The WHO said in a statement that it has renamed the variants of monkeypox so that these names are no longer stigmatizing.

“A group of global experts convened by WHO has agreed on new names for monkeypox virus variants,” the World Health Organization said in a statement.

The monkeypox virus was named when it was first discovered in 1958, before “current best practices in disease and virus naming were adopted,” the WHO says. So far, variants have been identified by the geographic regions where they were known to circulate.

Do not offend social, ethnic or geographical groups

But for the WHO, “related diseases and virus variants should be given names in order to avoid offending cultural, social, national, regional, professional or ethnic groups and to minimize any negative impact on trade. , travel, tourism or animal welfare”.
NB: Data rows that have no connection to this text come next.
/// User-visible sync status.
#[derive(Debug, Clone, Copy, PartialEq, Eq)]
pub enum SyncStatus {
    /// No cycle has run yet.
    Idle,
    /// A cycle is in flight.
    Syncing,
    /// The last cycle succeeded.
    Synced,
    /// The last cycle failed; the next tick retries.
    Error,
}

impl SyncStatus {
    /// Stable lowercase name.
    pub fn as_str(&self) -> &'static str {
        match self {
            SyncStatus::Idle => "idle",
            SyncStatus::Syncing => "syncing",
            SyncStatus::Synced => "synced",
            SyncStatus::Error => "error",
        }
    }
}

impl fmt::Display for SyncStatus {
    fn fmt(&self, f: &mut fmt::Formatter<'_>) -> fmt::Result {
        f.write_str(self.as_str())
    }
}

/// What started a sync cycle.
#[derive(Debug, Clone, Copy, PartialEq, Eq)]
pub enum Trigger {
    /// Reconciliation pass on app start.
    Startup,
    /// Periodic timer with the pending flag raised.
    Timer,
    /// Manual "sync now".
    Manual,
}

impl Trigger {
    /// Stable lowercase name, recorded on the `sync_cycle` span.
    pub fn as_str(&self) -> &'static str {
        match self {
            Trigger::Startup => "startup",
            Trigger::Timer => "timer",
            Trigger::Manual => "manual",
        }
    }
}

/// Outcome of one sync cycle.
#[derive(Debug, Clone, PartialEq)]
pub struct CycleReport {
    /// What started the cycle.
    pub trigger: Trigger,
    /// The classified action.
    pub action: SyncAction,
    /// Version assigned by the remote, if the cycle pushed.
    pub pushed_version: Option<u64>,
    /// Merge summary, if the cycle merged.
    pub merge_info: Option<MergeInfo>,
    /// Whether the local store and tracker now reflect the outcome.
    ///
    /// False when the local snapshot changed while the cycle was in flight,
    /// or when a merge was discarded; the next cycle reconciles.
    pub committed: bool,
}

impl CycleReport {
    fn new(trigger: Trigger, action: SyncAction) -> Self {
        Self {
            trigger,
            action,
            pushed_version: None,
            merge_info: None,
            committed: true,
        }
    }
}

/// Both pre-merge sides and the merge result, kept after an automatic merge
/// so the user can review it.
#[derive(Debug, Clone, PartialEq)]
pub struct ConflictReview {
    /// Local snapshot before the merge.
    pub local: Snapshot,
    /// Remote snapshot before the merge.
    pub remote: Snapshot,
    /// The merged snapshot as pushed.
    pub merged: Snapshot,
    /// What the merge changed.
    pub info: MergeInfo,
}

/// Side picked when discarding an automatic merge.
#[derive(Debug, Clone, Copy, PartialEq, Eq)]
pub enum ConflictChoice {
    /// Keep the pre-merge local snapshot and push it as a new version.
    Local,
    /// Keep the pre-merge remote snapshot without pushing.
    Remote,
}

/// Counters about sync activity.
#[derive(Debug, Clone, Default, PartialEq)]
pub struct SyncStats {
    /// Cycles run, successful or not.
    pub cycles: u64,
    /// Cycles that merged.
    pub merges: u64,
    /// Successful pushes, including unload and conflict-resolution pushes.
    pub pushes: u64,
    /// Failed cycles.
    pub failures: u64,
    /// Action of the last successful cycle.
    pub last_action: Option<SyncAction>,
    /// Message of the last failure.
    pub last_error: Option<String>,
}

#[derive(Debug)]
struct PendingWrite {
    snapshot: Snapshot,
    deadline: Timestamp,
}

#[derive(Debug)]
struct OrchestratorState {
    status: SyncStatus,
    pending_push: bool,
    /// Raised by a write that landed during a cycle; moved to
    /// `pending_push` when the cycle ends.
    deferred_push: bool,
    debounce: Option<PendingWrite>,
    /// Bumped by every user write to the local store.
    generation: u64,
    /// Last snapshot written or read; used when the store is unusable.
    current: Option<Snapshot>,
    store_degraded: bool,
    /// `(version, last_modified)` of the last snapshot the engine applied.
    last_applied: Option<(u64, Timestamp)>,
    review: Option<ConflictReview>,
    stats: SyncStats,
}

impl OrchestratorState {
    fn new() -> Self {
        Self {
            status: SyncStatus::Idle,
            pending_push: false,
            deferred_push: false,
            debounce: None,
            generation: 0,
            current: None,
            store_degraded: false,
            last_applied: None,
            review: None,
            stats: SyncStats::default(),
        }
    }
}

/// Releases the in-flight flag on drop.
struct CycleGuard<'a> {
    flag: &'a AtomicBool,
}

impl<'a> CycleGuard<'a> {
    fn try_acquire(flag: &'a AtomicBool) -> Option<Self> {
        flag.compare_exchange(false, true, Ordering::AcqRel, Ordering::Acquire)
            .ok()
            .map(|_| Self { flag })
    }
}

impl Drop for CycleGuard<'_> {
    fn drop(&mut self) {
        self.flag.store(false, Ordering::Release);
    }
}

/// Coordinates local writes, the pending-push flag and sync cycles.
pub struct SyncOrchestrator<T: RemoteTransport, S: SnapshotStore> {
    transport: T,
    store: S,
    tracker: VersionTracker,
    clock: Arc<dyn Clock>,
    config: SyncConfig,
    state: Mutex<OrchestratorState>,
    in_flight: AtomicBool,
}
The disease does not change its name for the moment, the consultation is still in progress to find a name that will not involve monkeys knowing that the disease has also been developed in rodents.

Place at the Clades

But it is the variants (also called clade) that have been renamed by the WHO. Until now, these variants were named according to the geographical area where they were discovered. They will now be designated according to a clade followed by a Roman numeral.

Thus, the old Congo Basin (Central Africa) clade will henceforth be known as Clade (I) and the old West African clade as Clade (II).
This Clade (II) is further broken down into two subgroups: Clade (IIa) and Clade (IIb).

This last clade is important since it refers to the group of variants responsible for the global epidemic of 2022.

ud83dudccc WHO names #monkeypox variants as Clades I, IIa & IIb. Experts in pox virology, evolutionary biology & representatives of research institutes from across the globe reviewed the phylogeny & nomenclature of known & new monkeypox virus variants or cladeshttps://t.co/2KVxkVqxCr pic.twitter.com/Y1gqVkRhKX

— World Health Organization (WHO) (@WHO) August 13, 2022

The new clade names are to take effect immediately, says the WHO as work continues on the name of the disease. Proposals are to be made by following this link.